The company doesn’t own the real estate, but it does have many long-term leases, some as long as 50 years. So, in essence, he controls the real estate. He imagines leveraging that asset to accommodate EVs, giving people a place to change their vehicles. Or as an asset that can be used by shipping companies such as UPS and Amazon.
“So, the way I looked at it was this garage is just a hotel for cars,” Smith says. “So, all the analytics, all the revenue management, all those things still work. And how can we bring hospitality to parking?”
With a Trustpilot score of 4.5, which he says is the highest in industry, he says they’re changing how people think not only about parking, but also about how they think about space. In New York, there are garages on every corner, making them a sort of commodity. But there's still an ability to differentiate. One way to do that is through technology.
“I started Icon on January 20, 2020, right before the pandemic. So, soon as I started, the world changed,” he says. “And so, we went through a massive restructuring. But at the same time, we took advantage of COVID. Nobody wants a paper ticket. So, we went from 2 percent digital to 99 percent digital in six months — completely transformed the whole experience. We went to LPR cameras. So, now you come in, we don't have to do anything. If you've been here before, your license place picks up, we know you were here, we end up shooting you a text message to your phone, you walk out of the garage. Different experience.”
By the end of 2021, the business had shrunk its footprint and restructured, leaving the process five times more profitable. The company’s PE backer took notice and decided it was time to sell.

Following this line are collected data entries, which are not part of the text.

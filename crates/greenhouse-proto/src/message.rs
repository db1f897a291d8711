//! Logical messages exchanged between nodes, panels and the broker.
//!
//! The set of message kinds is closed: every kind is one [`Message`] variant,
//! so adding a kind is a compile-time checked change to the codec, the broker
//! and both clients.
//!
//! # Invariants
//!
//! - An [`ActuatorSet`] is always sorted by ascending actuator id and never
//!   holds two actuators with the same id.
//! - [`ANY`] in a node-id or actuator-id field means "all". Only
//!   [`Message::ActuatorState`] carries wildcards on the wire.

use std::fmt;

/// Identifier of a sensor/actuator node, chosen by the node itself.
pub type NodeId = i32;

/// Identifier of an actuator, unique within its node.
pub type ActuatorId = i32;

/// Wildcard sentinel for node and actuator ids ("all").
pub const ANY: i32 = -1;

/// An actuator advertised by a node at registration.
#[derive(Debug, Clone, PartialEq, Eq, Hash)]
pub struct ActuatorDescriptor {
    /// Actuator type, e.g. `fan` or `heater`.
    pub kind: String,
    /// Actuator id, unique within the node.
    pub id: ActuatorId,
}

impl ActuatorDescriptor {
    /// Create a descriptor.
    pub fn new(kind: impl Into<String>, id: ActuatorId) -> Self {
        Self { kind: kind.into(), id }
    }
}

/// Actuators of one node, ordered by ascending id.
///
/// Insertion order does not matter: the set normalizes it, which is what the
/// encoder relies on to produce a canonical announcement line.
#[derive(Debug, Clone, Default, PartialEq, Eq, Hash)]
pub struct ActuatorSet {
    actuators: Vec<ActuatorDescriptor>,
}

impl ActuatorSet {
    /// Create an empty set.
    pub fn new() -> Self {
        Self::default()
    }

    /// Insert an actuator at its sorted position.
    ///
    /// Returns `false` (and leaves the set unchanged) if an actuator with the
    /// same id is already present.
    pub fn insert(&mut self, actuator: ActuatorDescriptor) -> bool {
        match self.actuators.binary_search_by_key(&actuator.id, |a| a.id) {
            Ok(_) => false,
            Err(pos) => {
                self.actuators.insert(pos, actuator);
                true
            },
        }
    }

    /// Look up an actuator by id.
    pub fn get(&self, id: ActuatorId) -> Option<&ActuatorDescriptor> {
        self.actuators.binary_search_by_key(&id, |a| a.id).ok().and_then(|i| self.actuators.get(i))
    }

    /// Check whether an actuator id is part of the set.
    pub fn contains(&self, id: ActuatorId) -> bool {
        self.get(id).is_some()
    }

    /// Actuators in ascending id order.
    pub fn iter(&self) -> std::slice::Iter<'_, ActuatorDescriptor> {
        self.actuators.iter()
    }

    /// Actuator ids in ascending order.
    pub fn ids(&self) -> impl Iterator<Item = ActuatorId> + '_ {
        self.actuators.iter().map(|a| a.id)
    }

    /// Number of actuators.
    pub fn len(&self) -> usize {
        self.actuators.len()
    }

    /// Whether the set has no actuators.
    pub fn is_empty(&self) -> bool {
        self.actuators.is_empty()
    }
}

/// Later duplicates of an id are dropped; the first occurrence wins.
impl FromIterator<ActuatorDescriptor> for ActuatorSet {
    fn from_iter<T: IntoIterator<Item = ActuatorDescriptor>>(iter: T) -> Self {
        let mut set = Self::new();
        for actuator in iter {
            set.insert(actuator);
        }
        set
    }
}

impl<'a> IntoIterator for &'a ActuatorSet {
    type Item = &'a ActuatorDescriptor;
    type IntoIter = std::slice::Iter<'a, ActuatorDescriptor>;

    fn into_iter(self) -> Self::IntoIter {
        self.iter()
    }
}

/// One sensor value as sent in a [`Message::SensorData`] batch.
#[derive(Debug, Clone, PartialEq)]
pub struct SensorReading {
    /// Sensor type, e.g. `temperature`.
    pub kind: String,
    /// Current value.
    pub value: f64,
    /// Unit token, forwarded byte for byte (e.g. `°C`, `%`).
    pub unit: String,
}

impl SensorReading {
    /// Create a reading.
    pub fn new(kind: impl Into<String>, value: f64, unit: impl Into<String>) -> Self {
        Self { kind: kind.into(), value, unit: unit.into() }
    }
}

/// Why the server rejected a line.
#[derive(Debug, Clone, Copy, PartialEq, Eq, Hash)]
pub enum ErrorKind {
    /// The line matched no known message prefix.
    Unknown,
    /// The line matched a prefix but was malformed or not allowed.
    Invalid,
}

impl fmt::Display for ErrorKind {
    fn fmt(&self, f: &mut fmt::Formatter<'_>) -> fmt::Result {
        match self {
            Self::Unknown => f.write_str("unknown"),
            Self::Invalid => f.write_str("invalid"),
        }
    }
}

/// Discriminant of a [`Message`], used in logs and error details.
#[derive(Debug, Clone, Copy, PartialEq, Eq, Hash)]
pub enum MessageKind {
    /// [`Message::NodeAnnounce`]
    NodeAnnounce,
    /// [`Message::PanelAnnounce`]
    PanelAnnounce,
    /// [`Message::SensorData`]
    SensorData,
    /// [`Message::ActuatorState`]
    ActuatorState,
    /// [`Message::NodeOffline`]
    NodeOffline,
    /// [`Message::Error`]
    Error,
}

impl fmt::Display for MessageKind {
    fn fmt(&self, f: &mut fmt::Formatter<'_>) -> fmt::Result {
        let name = match self {
            Self::NodeAnnounce => "node announce",
            Self::PanelAnnounce => "panel announce",
            Self::SensorData => "sensor data",
            Self::ActuatorState => "actuator state",
            Self::NodeOffline => "node offline",
            Self::Error => "error",
        };
        f.write_str(name)
    }
}

/// A protocol message. Each variant owns exactly the fields its wire line
/// carries.
#[derive(Debug, Clone, PartialEq)]
pub enum Message {
    /// Node → server, first line on a node connection.
    NodeAnnounce {
        /// Announcing node.
        node_id: NodeId,
        /// Actuators the node exposes for its whole connection lifetime.
        actuators: ActuatorSet,
    },

    /// Panel → server, first line on a panel connection.
    PanelAnnounce,

    /// Node → server → panels. `readings` is never empty on the wire.
    SensorData {
        /// Reporting node.
        node_id: NodeId,
        /// Current readings, in the node's order.
        readings: Vec<SensorReading>,
    },

    /// Actuator command (panel → node) or report (node → panels).
    ///
    /// The direction is implied by the connection the line arrives on.
    ActuatorState {
        /// Target or reporting node, or [`ANY`].
        node_id: NodeId,
        /// Target or reporting actuator, or [`ANY`].
        actuator_id: ActuatorId,
        /// Requested or reported state.
        is_on: bool,
    },

    /// Server → panels, synthesized when a node connection drops.
    NodeOffline {
        /// Node that went away.
        node_id: NodeId,
    },

    /// Server → client: the previous line was rejected.
    Error {
        /// Rejection class.
        kind: ErrorKind,
        /// Human readable explanation.
        detail: String,
    },
}

impl Message {
    /// Build an actuator command or report.
    pub fn actuator_state(node_id: NodeId, actuator_id: ActuatorId, is_on: bool) -> Self {
        Self::ActuatorState { node_id, actuator_id, is_on }
    }

    /// Build an `Error{Invalid}` message.
    pub fn invalid(detail: impl Into<String>) -> Self {
        Self::Error { kind: ErrorKind::Invalid, detail: detail.into() }
    }

    /// Discriminant of this message.
    pub fn kind(&self) -> MessageKind {
        match self {
            Self::NodeAnnounce { .. } => MessageKind::NodeAnnounce,
            Self::PanelAnnounce => MessageKind::PanelAnnounce,
            Self::SensorData { .. } => MessageKind::SensorData,
            Self::ActuatorState { .. } => MessageKind::ActuatorState,
            Self::NodeOffline { .. } => MessageKind::NodeOffline,
            Self::Error { .. } => MessageKind::Error,
        }
    }

    /// `true` for an `ActuatorState` addressed to every node.
    pub fn is_any_node(&self) -> bool {
        matches!(self, Self::ActuatorState { node_id: ANY, .. })
    }

    /// `true` for an `ActuatorState` addressed to every actuator.
    pub fn is_any_actuator(&self) -> bool {
        matches!(self, Self::ActuatorState { actuator_id: ANY, .. })
    }

    /// `true` for an `ActuatorState` with neither field wildcarded.
    pub fn is_specific(&self) -> bool {
        matches!(self, Self::ActuatorState { .. }) && !self.is_any_node() && !self.is_any_actuator()
    }
}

But Smith felt it wasn’t the ideal time.
“We said, ‘We're not prepared yet. Do not lift up the hood. There's a lot of restructuring under there. We need time to clean it up.’ Didn't listen,” he says. “Went into a process, investment bank, far reach because the owners were in the deal for 10 years at this point, and I had been there two and a half years at that point. So now we're in a process with a really broad reach. And guess what? We have PE firms, financial buyers, but we also have strategics. And we have a strategic that's really excited about us, because you can't replicate our footprint in New York City today. You can't replicate it. So, they were very eager to get it. But now I'm talking to a competitor, and I got to reveal all the things that we do differently. And so, you're talking about knowing your asset value and knowing what you bring differently, as a CEO, I looked at the other CEO, and I said, ‘What's your SEO strategy?’ We command, if you go in Google parking, we command 75 percent of all parking traffic on Google in New York City, which is five times greater than all our competitors combined. I said, ‘What do you do?’ He said, ‘What is SEO?’ I said, ‘There's no way we could sell to this company. They don't even understand what we do.’ And it wasn't because they were dumb. It was because in New York City, it's a different business model than outside New York City.”

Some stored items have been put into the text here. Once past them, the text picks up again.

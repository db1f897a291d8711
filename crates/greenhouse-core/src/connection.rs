//! Line-oriented duplex connection.
//!
//! A [`Connection`] wraps any async byte stream (TCP in production, an
//! in-memory duplex in tests) and splits it into two independently owned
//! halves:
//!
//! - [`LineReader`]: owned by exactly one task, the receive loop. Yields one
//!   [`Message`] per line and `None` once the stream is finished.
//! - [`ConnectionWriter`]: cheap to clone. Each call writes one complete line
//!   while holding the connection's write lock, so lines from concurrent
//!   senders never interleave.
//!
//! ```text
//!            ┌────────────┐  receive() -> Option<Message>
//! stream ───>│ LineReader │────────────────────────────────> read loop
//!            └────────────┘
//!            ┌──────────────────┐  send(&Message)
//! stream <───│ ConnectionWriter │<──────────────────────── any task
//!            └──────────────────┘
//! ```

use std::sync::Arc;

use greenhouse_proto::{DecodeError, MAX_LINE_LEN, Message};
use tokio::{
    io::{AsyncBufReadExt, AsyncRead, AsyncWrite, AsyncWriteExt, BufReader},
    sync::Mutex,
};

use crate::error::ConnectionError;

type BoxedReader = Box<dyn AsyncRead + Send + Unpin>;
type BoxedWriter = Box<dyn AsyncWrite + Send + Unpin>;

/// A duplex line channel over one byte stream.
pub struct Connection {
    reader: LineReader,
    writer: ConnectionWriter,
}

impl Connection {
    /// Wrap a byte stream.
    pub fn new<S>(stream: S) -> Self
    where
        S: AsyncRead + AsyncWrite + Send + 'static,
    {
        let (read, write) = tokio::io::split(stream);
        Self { reader: LineReader::new(read), writer: ConnectionWriter::new(write) }
    }

    /// Wrap an already split stream (e.g. `TcpStream::into_split`).
    pub fn from_parts<R, W>(read: R, write: W) -> Self
    where
        R: AsyncRead + Send + Unpin + 'static,
        W: AsyncWrite + Send + Unpin + 'static,
    {
        Self { reader: LineReader::new(read), writer: ConnectionWriter::new(write) }
    }

    /// Wait for the next message. See [`LineReader::receive`].
    pub async fn receive(&mut self) -> Option<Message> {
        self.reader.receive().await
    }

    /// Send one message. See [`ConnectionWriter::send`].
    pub async fn send(&self, message: &Message) -> Result<(), ConnectionError> {
        self.writer.send(message).await
    }

    /// A handle for sending from other tasks.
    pub fn writer(&self) -> ConnectionWriter {
        self.writer.clone()
    }

    /// Separate the read and write halves.
    pub fn into_split(self) -> (LineReader, ConnectionWriter) {
        (self.reader, self.writer)
    }
}

/// Receiving half of a [`Connection`].
pub struct LineReader {
    inner: BufReader<BoxedReader>,
    buf: Vec<u8>,
    finished: bool,
}

impl LineReader {
    fn new<R>(read: R) -> Self
    where
        R: AsyncRead + Send + Unpin + 'static,
    {
        Self { inner: BufReader::new(Box::new(read)), buf: Vec::new(), finished: false }
    }

    /// Wait for the next line and decode it.
    ///
    /// Returns `None` once the peer closed the stream or a read failed; every
    /// later call returns `None` as well. Lines that do not decode (including
    /// non UTF-8 lines) come back as [`Message::Error`] and do not end the
    /// stream. A line longer than [`MAX_LINE_LEN`] is skipped without being
    /// buffered and reported as [`DecodeError::LineTooLong`].
    pub async fn receive(&mut self) -> Option<Message> {
        if self.finished {
            return None;
        }

        match self.read_line().await {
            Ok(Line::Complete) => {
                let message = match std::str::from_utf8(&self.buf) {
                    Ok(line) => {
                        tracing::trace!(line, "received line");
                        Message::decode(line)
                    },
                    Err(_) => Message::invalid("line is not valid UTF-8"),
                };
                Some(message)
            },
            Ok(Line::TooLong) => {
                tracing::warn!(limit = MAX_LINE_LEN, "discarded oversized line");
                Some(DecodeError::LineTooLong(MAX_LINE_LEN).into())
            },
            Ok(Line::Eof) => {
                tracing::debug!("peer closed the stream");
                self.finished = true;
                None
            },
            Err(e) => {
                tracing::debug!(error = %e, "read failed, treating stream as closed");
                self.finished = true;
                None
            },
        }
    }

    /// Read up to the next newline into `buf`, keeping at most
    /// [`MAX_LINE_LEN`] bytes. Past the limit input is consumed and dropped.
    async fn read_line(&mut self) -> std::io::Result<Line> {
        self.buf.clear();
        let mut overflow = false;

        loop {
            let available = self.inner.fill_buf().await?;
            if available.is_empty() {
                return Ok(match (overflow, self.buf.is_empty()) {
                    (true, _) => Line::TooLong,
                    (false, true) => Line::Eof,
                    (false, false) => Line::Complete,
                });
            }

            let (chunk, used, done) = match available.iter().position(|&b| b == b'\n') {
                Some(i) => (&available[..i], i + 1, true),
                None => (available, available.len(), false),
            };

            if !overflow {
                if self.buf.len() + chunk.len() > MAX_LINE_LEN {
                    overflow = true;
                    self.buf = Vec::new();
                } else {
                    self.buf.extend_from_slice(chunk);
                }
            }
            self.inner.consume(used);

            if done {
                return Ok(if overflow { Line::TooLong } else { Line::Complete });
            }
        }
    }
}

enum Line {
    /// `buf` holds one line, newline stripped
    Complete,
    /// The line was over the limit and has been skipped
    TooLong,
    Eof,
}

/// Sending half of a [`Connection`]. Clones share the same stream.
#[derive(Clone)]
pub struct ConnectionWriter {
    /// `None` once shut down or after a failed write.
    sink: Arc<Mutex<Option<BoxedWriter>>>,
}

impl ConnectionWriter {
    fn new<W>(write: W) -> Self
    where
        W: AsyncWrite + Send + Unpin + 'static,
    {
        Self { sink: Arc::new(Mutex::new(Some(Box::new(write)))) }
    }

    /// Encode and send one message as a single line.
    ///
    /// An encoding failure leaves the connection usable. A write failure
    /// marks it closed; every later send fails with
    /// [`ConnectionError::Closed`].
    pub async fn send(&self, message: &Message) -> Result<(), ConnectionError> {
        let line = message.encode()?;
        self.write_line(&line).await
    }

    /// Send an already encoded line. The newline is appended here.
    pub async fn send_line(&self, line: &str) -> Result<(), ConnectionError> {
        if line.contains(['\n', '\r']) {
            return Err(ConnectionError::EmbeddedNewline);
        }
        self.write_line(line).await
    }

    async fn write_line(&self, line: &str) -> Result<(), ConnectionError> {
        let mut buf = Vec::with_capacity(line.len() + 1);
        buf.extend_from_slice(line.as_bytes());
        buf.push(b'\n');

        let mut guard = self.sink.lock().await;
        let sink = guard.as_mut().ok_or(ConnectionError::Closed)?;

        let result = match sink.write_all(&buf).await {
            Ok(()) => sink.flush().await,
            Err(e) => Err(e),
        };

        if let Err(e) = result {
            tracing::debug!(error = %e, "write failed, closing writer");
            *guard = None;
            return Err(e.into());
        }

        tracing::trace!(line, "sent line");
        Ok(())
    }

    /// Flush and close the write half. Idempotent.
    pub async fn shutdown(&self) {
        let sink = self.sink.lock().await.take();
        if let Some(mut sink) = sink {
            if let Err(e) = sink.shutdown().await {
                tracing::debug!(error = %e, "shutdown of write half failed");
            }
        }
    }

    /// Whether the writer has been shut down or has failed.
    pub async fn is_closed(&self) -> bool {
        self.sink.lock().await.is_none()
    }
}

It was not a good marriage and the process ultimately failed. But because of what he had seen through the experience, he decided to buy the company through a leveraged buyout with ArcView capital.
His advice to sellers is really be prepared and understand the value of the asset and where it fits in the world.
“Our owners were trying to fit it to everything — they were just spreading it all over,” Smith says. “And that wasn't the answer. It was really somebody who understood and could leverage what we were doing. And in hindsight, we all should have been talking to an infrastructure buyer who saw the real estate play. We didn't go down that path, which was advantageous for us.”
When engaged in a potential deal, Smith says his aim is to get to “no” as quickly as possible, which is distinct from how many people think about the timing within a process.
“What's going to make this deal fall apart?,” he says “Let's talk about it now. And I know some bankers, some PE guys, let's wait and wait. Let's get them hooked, then reveal it. And then everybody's sort of stuck. And I'm like, Yeah, but then we just wasted so much time. And as an operator, I don't have time to waste. I want to know if this deal is going to happen or not. And if it's not going to happen, I'd rather know, not waste any time and move on. So, for me, it's, how do you get to ‘no’ quickly in the process?”